Couleur et forme : Colourless Transparentliquid

Mouse IAPP(Islet Amyloid Polypeptide) ELISA Kit

This assay employs the competitive inhibition enzyme immunoassay technique. The microtiter plate provided in this kit has been pre-coated with Mouse IAPP. Standards or samples are added to the appropriate microtiter plate wells then with a biotin-conjugated antibody specific to Mouse IAPP. Next, Avidin conjugated to Horseradish Peroxidase (HRP) is added to each microplate well and incubated. After TMB substrate solution is added. The enzyme-substrate reaction is terminated by the addition of sulphuric acid solution and the color change is measured spectrophotometrically at a wavelength of 450nm ± 10nm. The concentration of Mouse IAPP in the samples is then determined by comparing the OD of the samples to the standard curve.

Couleur et forme : Colourless Transparentliquid

Pig E2(Estradiol) ELISA Kit

This assay employs the competitive inhibition enzyme immunoassay technique. The microtiter plate provided in this kit has been pre-coated with Pig E2. Standards or samples are added to the appropriate microtiter plate wells then with a biotin-conjugated antibody specific to Pig E2. Next, Avidin conjugated to Horseradish Peroxidase (HRP) is added to each microplate well and incubated. After TMB substrate solution is added. The enzyme-substrate reaction is terminated by the addition of sulphuric acid solution and the color change is measured spectrophotometrically at a wavelength of 450nm ± 10nm. The concentration of Pig E2 in the samples is then determined by comparing the OD of the samples to the standard curve.

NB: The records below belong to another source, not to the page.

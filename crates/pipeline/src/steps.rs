//! Ordered, update-by-name processing step history for one run.

use std::sync::Arc;

use longcut_core::step::{ProcessingStep, StepStatus};
use longcut_events::{EventBus, OrchestrationEvent, PipelineEvent};

/// Owns the step list of a run and publishes every change.
pub struct StepTracker {
    run_id: String,
    steps: Vec<ProcessingStep>,
    bus: Arc<EventBus>,
}

impl StepTracker {
    pub fn new(run_id: impl Into<String>, bus: Arc<EventBus>) -> Self {
        Self {
            run_id: run_id.into(),
            steps: Vec::new(),
            bus,
        }
    }

    /// Replace the step named `name`, or append it if this is its first
    /// transition, then emit `step-updated`.
    pub fn update(&mut self, name: &str, status: StepStatus, progress: u8, detail: Option<String>) {
        let mut step = ProcessingStep::new(name, status, progress);
        step.detail = detail;

        tracing::debug!(
            run_id = %self.run_id,
            step = name,
            status = ?status,
            progress = step.progress,
            "Step updated",
        );

        match self.steps.iter_mut().find(|s| s.name == name) {
            Some(existing) => *existing = step.clone(),
            None => self.steps.push(step.clone()),
        }
        self.bus.publish(PipelineEvent::new(
            self.run_id.clone(),
            OrchestrationEvent::StepUpdated { step },
        ));
    }

    pub fn start(&mut self, name: &str) {
        self.update(name, StepStatus::InProgress, 0, None);
    }

    pub fn progress(&mut self, name: &str, progress: u8, detail: impl Into<String>) {
        self.update(name, StepStatus::InProgress, progress, Some(detail.into()));
    }

    pub fn complete(&mut self, name: &str, detail: impl Into<String>) {
        self.update(name, StepStatus::Completed, 100, Some(detail.into()));
    }

    /// Mark `name` failed, keeping its last progress value.
    pub fn fail(&mut self, name: &str, error: impl Into<String>) {
        let progress = self.get(name).map_or(0, |s| s.progress);
        self.update(name, StepStatus::Failed, progress, Some(error.into()));
    }

    pub fn get(&self, name: &str) -> Option<&ProcessingStep> {
        self.steps.iter().find(|s| s.name == name)
    }

    pub fn steps(&self) -> &[ProcessingStep] {
        &self.steps
    }

    pub fn into_steps(self) -> Vec<ProcessingStep> {
        self.steps
    }
}

#[cfg(test)]
mod tests {
    use longcut_core::step::{STEP_GENERATION, STEP_PLANNING};

    use super::*;

    #[test]
    fn updates_replace_by_name() {
        let mut tracker = StepTracker::new("run", Arc::new(EventBus::default()));
        tracker.start(STEP_PLANNING);
        tracker.complete(STEP_PLANNING, "3 scenes");
        tracker.start(STEP_GENERATION);
        tracker.progress(STEP_GENERATION, 40, "2/5 clips");

        let steps = tracker.steps();
        assert_eq!(steps.len(), 2);
        assert_eq!(steps[0].status, StepStatus::Completed);
        assert_eq!(steps[0].detail.as_deref(), Some("3 scenes"));
        assert_eq!(steps[1].progress, 40);
    }

    #[test]
    fn fail_keeps_progress() {
        let mut tracker = StepTracker::new("run", Arc::new(EventBus::default()));
        tracker.progress(STEP_GENERATION, 60, "3/5");
        tracker.fail(STEP_GENERATION, "cancelled");

        let step = tracker.get(STEP_GENERATION).unwrap();
        assert_eq!(step.status, StepStatus::Failed);
        assert_eq!(step.progress, 60);
    }

    #[tokio::test]
    async fn every_change_is_published() {
        let bus = Arc::new(EventBus::default());
        let mut rx = bus.subscribe();
        let mut tracker = StepTracker::new("run-7", bus.clone());

        tracker.start(STEP_PLANNING);
        tracker.complete(STEP_PLANNING, "done");

        for expected in [StepStatus::InProgress, StepStatus::Completed] {
            let event = rx.recv().await.unwrap();
            assert_eq!(event.run_id, "run-7");
            match event.event {
                OrchestrationEvent::StepUpdated { step } => assert_eq!(step.status, expected),
                other => panic!("unexpected event {other:?}"),
            }
        }
    }
}
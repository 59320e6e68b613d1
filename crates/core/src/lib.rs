//! Long-form video orchestration domain.
//!
//! Pure building blocks shared by every other crate in the workspace:
//!
//! - [`scene_planner`] turns a request into an ordered scene list.
//! - [`model_registry`] and [`model_router`] hold model capabilities and
//!   assign a model to every scene.
//! - [`continuity`] scores generated clips and flags weak ones.
//! - [`render_plan`] and [`ffmpeg`] describe and execute the stitch,
//!   upscale and enhance passes.

pub mod clip;
pub mod continuity;
pub mod error;
pub mod ffmpeg;
pub mod model_registry;
pub mod model_router;
pub mod render_plan;
pub mod request;
pub mod scene;
pub mod scene_planner;
pub mod step;
pub mod threshold_validation;
pub mod tuning;
pub mod types;
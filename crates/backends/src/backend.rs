//! The dispatch contract every generative backend implements.

use async_trait::async_trait;
use longcut_core::clip::MediaHandle;
use longcut_core::scene::{AspectRatio, QualityTier};
use longcut_core::types::{ModelId, SceneId};
use serde::{Deserialize, Serialize};
use tokio_util::sync::CancellationToken;

use crate::error::BackendError;

/// Everything a backend needs to render one clip.
#[derive(Debug, Clone, PartialEq, Serialize, Deserialize)]
pub struct GenerationRequest {
    pub scene_id: SceneId,
    pub model: ModelId,
    pub prompt: String,
    pub duration_secs: f64,
    pub resolution: QualityTier,
    pub aspect_ratio: AspectRatio,
    /// First frame to animate from, for models that need one.
    pub seed_image: Option<MediaHandle>,
}

impl GenerationRequest {
    /// `"WIDTHxHEIGHT"` for the requested tier and aspect ratio.
    pub fn resolution_string(&self) -> String {
        self.resolution.resolution_string(self.aspect_ratio)
    }

    pub fn with_seed_image(mut self, seed: MediaHandle) -> Self {
        self.seed_image = Some(seed);
        self
    }
}

/// Media returned by a successful generation.
#[derive(Debug, Clone, PartialEq)]
pub struct GeneratedMedia {
    pub media: MediaHandle,
    /// Duration reported by the backend, when it reports one.
    pub duration_secs: Option<f64>,
}

/// A generative video service.
///
/// Implementations must watch `cancel` and return
/// [`BackendError::Cancelled`] promptly once it fires, aborting the remote
/// job where the service allows it.
#[async_trait]
pub trait VideoBackend: Send + Sync {
    /// Short name used in logs.
    fn name(&self) -> &str;

    async fn generate(
        &self,
        request: &GenerationRequest,
        cancel: &CancellationToken,
    ) -> Result<GeneratedMedia, BackendError>;
}
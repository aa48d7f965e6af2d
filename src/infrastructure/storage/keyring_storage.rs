//! Keyring-based token storage.

use async_trait::async_trait;
use keyring::Entry;
use tracing::{debug, warn};

use crate::domain::entities::AuthToken;
use crate::domain::errors::{ApiError, SecretError};
use crate::domain::ports::TokenStoragePort;

const KEYRING_SERVICE: &str = "autosphere";
const KEYRING_USER: &str = "token";

/// System keyring token storage adapter.
pub struct KeyringTokenStorage {
    service: String,
    user: String,
}

impl KeyringTokenStorage {
    /// Creates new storage with default names.
    #[must_use]
    pub fn new() -> Self {
        Self::with_names(KEYRING_SERVICE, KEYRING_USER)
    }

    /// Creates storage with custom names.
    #[must_use]
    pub fn with_names(service: impl Into<String>, user: impl Into<String>) -> Self {
        Self {
            service: service.into(),
            user: user.into(),
        }
    }

    fn entry(&self) -> Result<Entry, SecretError> {
        Entry::new(&self.service, &self.user).map_err(|e| match e {
            keyring::Error::NoStorageAccess(_) | keyring::Error::PlatformFailure(_) => {
                SecretError::NotAvailable(e.to_string())
            }
            _ => SecretError::AccessFailed(e.to_string()),
        })
    }
}

impl Default for KeyringTokenStorage {
    fn default() -> Self {
        Self::new()
    }
}

#[async_trait]
impl TokenStoragePort for KeyringTokenStorage {
    async fn get_token(&self) -> Result<Option<AuthToken>, ApiError> {
        debug!(service = %self.service, "Retrieving token from keyring");

        match self.entry()?.get_password() {
            Ok(password) => {
                debug!("Token found in keyring");
                Ok(AuthToken::new(password))
            }
            Err(keyring::Error::NoEntry) => {
                debug!("No token stored in keyring");
                Ok(None)
            }
            Err(e) => {
                warn!(error = %e, "Failed to retrieve token from keyring");
                Err(SecretError::RetrievalFailed(e.to_string()).into())
            }
        }
    }

    async fn store_token(&self, token: &AuthToken) -> Result<(), ApiError> {
        debug!(service = %self.service, token = %token, "Storing token in keyring");

        self.entry()?.set_password(token.as_str()).map_err(|e| {
            warn!(error = %e, "Failed to store token in keyring");
            SecretError::StorageFailed(e.to_string())
        })?;

        debug!("Token stored successfully");
        Ok(())
    }

    async fn delete_token(&self) -> Result<(), ApiError> {
        debug!(service = %self.service, "Deleting token from keyring");

        match self.entry()?.delete_credential() {
            Ok(()) => {
                debug!("Token deleted from keyring");
                Ok(())
            }
            Err(keyring::Error::NoEntry) => {
                debug!("No token to delete");
                Ok(())
            }
            Err(e) => {
                warn!(error = %e, "Failed to delete token from keyring");
                Err(SecretError::DeletionFailed(e.to_string()).into())
            }
        }
    }
}
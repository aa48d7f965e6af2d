use std::sync::Arc;

use clap::Parser;
use color_eyre::eyre::Result;
use tracing::info;
use tracing_subscriber::{EnvFilter, fmt, layer::SubscriberExt, util::SubscriberInitExt};

use autosphere::application::{MarketplaceStore, StorePorts};
use autosphere::infrastructure::{
    AppConfig, CliArgs, KeyringTokenStorage, MarketplaceApiClient, StorageManager,
};
use autosphere::presentation::App;

fn init_logging(config: &AppConfig) -> Result<()> {
    let filter = EnvFilter::try_from_default_env()
        .unwrap_or_else(|_| EnvFilter::new(config.log_level.to_string()));

    if let Some(log_path) = config.effective_log_path() {
        if let Some(parent) = log_path.parent() {
            std::fs::create_dir_all(parent)?;
        }

        let file = std::fs::OpenOptions::new()
            .create(true)
            .append(true)
            .open(&log_path)?;

        let file_layer = fmt::layer()
            .with_writer(file)
            .with_ansi(false)
            .with_target(true)
            .with_thread_ids(false);

        tracing_subscriber::registry()
            .with(filter)
            .with(file_layer)
            .init();

        info!(path = %log_path.display(), "Logging initialized");
    } else {
        tracing_subscriber::registry().with(filter).init();
    }

    Ok(())
}

fn load_config(args: &CliArgs) -> Result<AppConfig> {
    let storage = StorageManager::new()?;
    let mut config = storage.load_config(args.config.as_deref())?;
    config.merge_with_args(args);
    Ok(config)
}

fn create_app(config: &AppConfig) -> Result<App> {
    let client = Arc::new(MarketplaceApiClient::with_base_url(
        &config.api.base_url,
        config.request_timeout(),
    )?);
    let token_storage = Arc::new(KeyringTokenStorage::new());

    let store = MarketplaceStore::new(
        StorePorts {
            auth: client.clone(),
            catalog: client.clone(),
            favorites: client,
            tokens: token_storage,
        },
        config.store_settings(),
    );

    Ok(App::new(store, config.image_resolver()))
}

#[tokio::main]
async fn main() -> Result<()> {
    color_eyre::install()?;

    let args = CliArgs::parse();
    let config = load_config(&args)?;
    init_logging(&config)?;

    info!(
        version = autosphere::VERSION,
        api = %config.api.base_url,
        "Starting AutoSphere"
    );

    let app = create_app(&config)?;
    let mut stdout = std::io::stdout().lock();
    app.run(args.command, &mut stdout).await
}
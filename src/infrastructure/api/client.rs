//! Marketplace API HTTP client.

use std::time::Duration;

use async_trait::async_trait;
use reqwest::{header, Client, RequestBuilder, StatusCode};
use serde::de::DeserializeOwned;
use tracing::{debug, warn};

use super::dto::{AuthResponse, CarsResponse, ErrorResponse, LoginBody, RegisterBody};
use crate::domain::entities::{AuthToken, Car, CarId, Page, Pagination, UserProfile};
use crate::domain::errors::ApiError;
use crate::domain::ports::{
    AuthGrant, AuthPort, CarQuery, CatalogPort, Credentials, FavoritesPort, Registration,
};

/// Default API root.
pub const DEFAULT_API_BASE: &str = "http://localhost:5173/api";
const DEFAULT_TIMEOUT: Duration = Duration::from_secs(30);
const USER_AGENT: &str = concat!("autosphere/", env!("CARGO_PKG_VERSION"));

/// HTTP adapter for every marketplace endpoint.
#[derive(Debug, Clone)]
pub struct MarketplaceApiClient {
    client: Client,
    base_url: String,
}

impl MarketplaceApiClient {
    /// Creates new client with default base URL.
    ///
    /// # Errors
    /// Returns error if HTTP client creation fails.
    pub fn new() -> Result<Self, ApiError> {
        Self::with_base_url(DEFAULT_API_BASE, DEFAULT_TIMEOUT)
    }

    /// Creates client with custom base URL and request timeout.
    ///
    /// # Errors
    /// Returns error if HTTP client creation fails.
    pub fn with_base_url(base_url: impl Into<String>, timeout: Duration) -> Result<Self, ApiError> {
        let client = Client::builder()
            .user_agent(USER_AGENT)
            .timeout(timeout)
            .build()
            .map_err(|e| ApiError::unexpected(format!("failed to create HTTP client: {e}")))?;

        Ok(Self {
            client,
            base_url: base_url.into().trim_end_matches('/').to_string(),
        })
    }

    /// API root without a trailing slash.
    #[must_use]
    pub fn base_url(&self) -> &str {
        &self.base_url
    }

    fn url(&self, path: &str) -> String {
        format!("{}/{}", self.base_url, path.trim_start_matches('/'))
    }

    async fn send(request: RequestBuilder) -> Result<reqwest::Response, ApiError> {
        let response = request.send().await.map_err(|e| {
            warn!(error = %e, "Failed to reach marketplace API");
            if e.is_timeout() {
                ApiError::network("request timed out")
            } else if e.is_connect() {
                ApiError::network("failed to connect to marketplace API")
            } else {
                ApiError::network(e.to_string())
            }
        })?;

        let status = response.status();
        if status.is_success() {
            return Ok(response);
        }

        let body = response.json::<ErrorResponse>().await.ok();
        Err(error_for_status(status, body))
    }

    async fn fetch<T: DeserializeOwned>(request: RequestBuilder) -> Result<T, ApiError> {
        Self::send(request).await?.json::<T>().await.map_err(|e| {
            warn!(error = %e, "Failed to parse API response");
            ApiError::decode(e.to_string())
        })
    }

    fn grant(response: AuthResponse) -> Result<AuthGrant, ApiError> {
        let token = AuthToken::new(response.token)
            .ok_or_else(|| ApiError::decode("response carried an empty token"))?;
        Ok(AuthGrant::new(token, response.user))
    }
}

/// Maps a non-success status and optional error body to an [`ApiError`].
fn error_for_status(status: StatusCode, body: Option<ErrorResponse>) -> ApiError {
    let message = body.map(ErrorResponse::into_message).unwrap_or_default();

    match status {
        StatusCode::UNAUTHORIZED => {
            if message.is_empty() {
                ApiError::unauthorized("invalid or expired token")
            } else {
                ApiError::unauthorized(message)
            }
        }
        StatusCode::SERVICE_UNAVAILABLE | StatusCode::GATEWAY_TIMEOUT | StatusCode::BAD_GATEWAY => {
            ApiError::network(format!("marketplace API unavailable ({status})"))
        }
        _ => ApiError::rejected(status.as_u16(), message),
    }
}

#[async_trait]
impl AuthPort for MarketplaceApiClient {
    async fn fetch_profile(&self, token: &AuthToken) -> Result<UserProfile, ApiError> {
        debug!(token = %token, "Fetching profile");
        Self::fetch(
            self.client
                .get(self.url("auth/me"))
                .header(header::AUTHORIZATION, token.bearer()),
        )
        .await
    }

    async fn login(&self, credentials: &Credentials) -> Result<AuthGrant, ApiError> {
        let body = LoginBody {
            email: &credentials.email,
            password: &credentials.password,
        };
        let response: AuthResponse =
            Self::fetch(self.client.post(self.url("auth/login")).json(&body)).await?;
        Self::grant(response)
    }

    async fn register(&self, registration: &Registration) -> Result<AuthGrant, ApiError> {
        let body = RegisterBody {
            name: &registration.name,
            email: &registration.email,
            password: &registration.password,
        };
        let response: AuthResponse =
            Self::fetch(self.client.post(self.url("auth/register")).json(&body)).await?;
        Self::grant(response)
    }
}

#[async_trait]
impl CatalogPort for MarketplaceApiClient {
    async fn list_cars(&self, query: &CarQuery) -> Result<Page<Car>, ApiError> {
        debug!(?query, "Listing cars");
        let response: CarsResponse =
            Self::fetch(self.client.get(self.url("cars")).query(query)).await?;

        let pagination = response.pagination.unwrap_or_else(|| {
            let total = u64::try_from(response.cars.len()).unwrap_or(u64::MAX);
            Pagination::new(1, 1, total)
        });
        Ok(Page::new(response.cars, pagination))
    }
}

#[async_trait]
impl FavoritesPort for MarketplaceApiClient {
    async fn list_favorites(&self, token: &AuthToken) -> Result<Vec<Car>, ApiError> {
        Self::fetch(
            self.client
                .get(self.url("favorites"))
                .header(header::AUTHORIZATION, token.bearer()),
        )
        .await
    }

    async fn add_favorite(&self, token: &AuthToken, car_id: &CarId) -> Result<(), ApiError> {
        debug!(car_id = %car_id, "Adding favorite");
        Self::send(
            self.client
                .post(self.url(&format!("favorites/{car_id}")))
                .header(header::AUTHORIZATION, token.bearer())
                .json(&serde_json::json!({})),
        )
        .await
        .map(drop)
    }

    async fn remove_favorite(&self, token: &AuthToken, car_id: &CarId) -> Result<(), ApiError> {
        debug!(car_id = %car_id, "Removing favorite");
        Self::send(
            self.client
                .delete(self.url(&format!("favorites/{car_id}")))
                .header(header::AUTHORIZATION, token.bearer()),
        )
        .await
        .map(drop)
    }
}
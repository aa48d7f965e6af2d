//! Plain state records owned by [`super::MarketplaceStore`].

use std::collections::HashSet;

use crate::application::dto::{LoginForm, SignupForm};
use crate::domain::{AuthToken, Car, CarId, CatalogFilters, ModalKind, Pagination, UserProfile, View};

/// Token and identity of the current user.
#[derive(Debug, Clone, Default)]
pub struct SessionState {
    token: Option<AuthToken>,
    user: UserProfile,
}

impl SessionState {
    /// Returns whether a token is held.
    #[must_use]
    pub const fn is_logged_in(&self) -> bool {
        self.token.is_some()
    }

    /// Bearer token of the session, if any.
    #[must_use]
    pub const fn token(&self) -> Option<&AuthToken> {
        self.token.as_ref()
    }

    /// Profile of the signed-in user, or the anonymous one.
    #[must_use]
    pub const fn user(&self) -> &UserProfile {
        &self.user
    }

    /// Returns whether `token` is still the active credential.
    #[must_use]
    pub fn is_current(&self, token: &AuthToken) -> bool {
        self.token.as_ref() == Some(token)
    }

    /// Adopts a confirmed token together with its profile.
    pub fn sign_in(&mut self, token: AuthToken, user: UserProfile) {
        self.token = Some(token);
        self.user = user;
    }

    /// Drops the token and resets to the anonymous identity.
    pub fn clear(&mut self) {
        self.token = None;
        self.user = UserProfile::anonymous();
    }
}

/// Filters, results and pagination of the catalog views.
#[derive(Debug, Clone, Default)]
pub struct CatalogState {
    /// Filters applied to the next search.
    pub filters: CatalogFilters,
    /// Current result page.
    pub cars: Vec<Car>,
    /// Featured strip.
    pub featured_cars: Vec<Car>,
    /// Pagination of `cars`.
    pub pagination: Pagination,
    /// Set while a result page is loading.
    pub loading_cars: bool,
    /// Set while the featured strip is loading.
    pub loading_featured: bool,
}

/// Saved cars plus the id index used for membership tests.
///
/// Both collections only change together through the methods below.
#[derive(Debug, Clone, Default)]
pub struct FavoritesState {
    favorites: Vec<Car>,
    favorite_ids: HashSet<CarId>,
    /// Set while favorites are loading.
    pub loading: bool,
}

impl FavoritesState {
    /// Saved records in server order.
    #[must_use]
    pub fn favorites(&self) -> &[Car] {
        &self.favorites
    }

    /// Ids of the saved records.
    #[must_use]
    pub const fn ids(&self) -> &HashSet<CarId> {
        &self.favorite_ids
    }

    /// Returns whether `id` is saved.
    #[must_use]
    pub fn contains(&self, id: &CarId) -> bool {
        self.favorite_ids.contains(id)
    }

    /// Replaces everything with a server response.
    pub fn replace(&mut self, favorites: Vec<Car>) {
        self.favorite_ids = favorites.iter().map(|car| car.id.clone()).collect();
        self.favorites = favorites;
    }

    /// Adds a record unless already present.
    pub fn insert(&mut self, car: Car) {
        if self.favorite_ids.insert(car.id.clone()) {
            self.favorites.push(car);
        }
    }

    /// Removes the record and its id.
    pub fn remove(&mut self, id: &CarId) {
        self.favorite_ids.remove(id);
        self.favorites.retain(|car| &car.id != id);
    }

    /// Forgets every saved car.
    pub fn clear(&mut self) {
        self.favorites.clear();
        self.favorite_ids.clear();
    }

    /// Returns whether the id index mirrors the record list exactly.
    #[must_use]
    pub fn is_consistent(&self) -> bool {
        self.favorites.len() == self.favorite_ids.len()
            && self
                .favorites
                .iter()
                .all(|car| self.favorite_ids.contains(&car.id))
    }
}

/// Navigation, dialogs and forms.
#[derive(Debug, Clone, Default)]
pub struct UiState {
    /// Active page.
    pub view: View,
    /// Open dialog, if any.
    pub modal: Option<ModalKind>,
    /// Login dialog fields.
    pub login_form: LoginForm,
    /// Signup dialog fields.
    pub signup_form: SignupForm,
    /// Error shown in the login dialog, empty when none.
    pub login_error: String,
    /// Error shown in the signup dialog, empty when none.
    pub signup_error: String,
    /// Set while a login or signup request is in flight.
    pub is_loading: bool,
    /// Pending request to scroll the page to the top.
    pub scroll_to_top: bool,
}

impl UiState {
    /// Empties both forms and their errors.
    pub fn reset_forms(&mut self) {
        self.login_form = LoginForm::default();
        self.signup_form = SignupForm::default();
        self.login_error.clear();
        self.signup_error.clear();
    }

    /// Shows the `kind` dialog.
    pub fn open_modal(&mut self, kind: ModalKind) {
        self.modal = Some(kind);
    }

    /// Hides the dialog and resets the forms.
    pub fn close_modal(&mut self) {
        self.modal = None;
        self.reset_forms();
    }
}

#[derive(Debug, Default)]
pub(crate) struct StoreState {
    pub session: SessionState,
    pub catalog: CatalogState,
    pub favorites: FavoritesState,
    pub ui: UiState,
}
//! Marketplace user identity.

use serde::{Deserialize, Serialize};

/// Name and email of the signed-in account.
///
/// The default value is the anonymous identity: both fields empty.
#[derive(Debug, Clone, Default, PartialEq, Eq, Serialize, Deserialize)]
pub struct UserProfile {
    /// Display name.
    #[serde(default)]
    pub name: String,
    /// Account email.
    #[serde(default)]
    pub email: String,
}

impl UserProfile {
    /// Creates a profile.
    #[must_use]
    pub fn new(name: impl Into<String>, email: impl Into<String>) -> Self {
        Self {
            name: name.into(),
            email: email.into(),
        }
    }

    /// Returns the anonymous identity.
    #[must_use]
    pub fn anonymous() -> Self {
        Self::default()
    }

    /// Returns whether this is the anonymous identity.
    #[must_use]
    pub fn is_anonymous(&self) -> bool {
        self.name.is_empty() && self.email.is_empty()
    }

    /// Name to greet the user with, falling back to the email.
    #[must_use]
    pub fn display_name(&self) -> &str {
        if self.name.is_empty() {
            &self.email
        } else {
            &self.name
        }
    }
}

#[cfg(test)]
mod tests {
    use super::*;

    #[test]
    fn test_anonymous_identity() {
        let user = UserProfile::anonymous();
        assert!(user.is_anonymous());
        assert_eq!(user.display_name(), "");
    }

    #[test]
    fn test_display_name_falls_back_to_email() {
        let user = UserProfile::new("", "ana@example.com");
        assert!(!user.is_anonymous());
        assert_eq!(user.display_name(), "ana@example.com");
    }

    #[test]
    fn test_deserialize_ignores_extra_fields() {
        let user: UserProfile =
            serde_json::from_str(r#"{"_id":"1","name":"Ana","email":"ana@example.com"}"#).unwrap();
        assert_eq!(user, UserProfile::new("Ana", "ana@example.com"));
    }
}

Couleur et forme : Colourless Transparentliquid

Pig INHA(Inhibin A) ELISA Kit

This assay employs the competitive inhibition enzyme immunoassay technique. The microtiter plate provided in this kit has been pre-coated with Pig INHA protein. Standards or samples are added to the appropriate microtiter plate wells then with a biotin-conjugated antibody specific to Pig INHA. Next, Avidin conjugated to Horseradish Peroxidase (HRP) is added to each microplate well and incubated. After TMB substrate solution is added. The enzyme-substrate reaction is terminated by the addition of sulphuric acid solution and the color change is measured spectrophotometrically at a wavelength of 450nm ± 10nm. The concentration of Pig INHA in the samples is then determined by comparing the OD of the samples to the standard curve.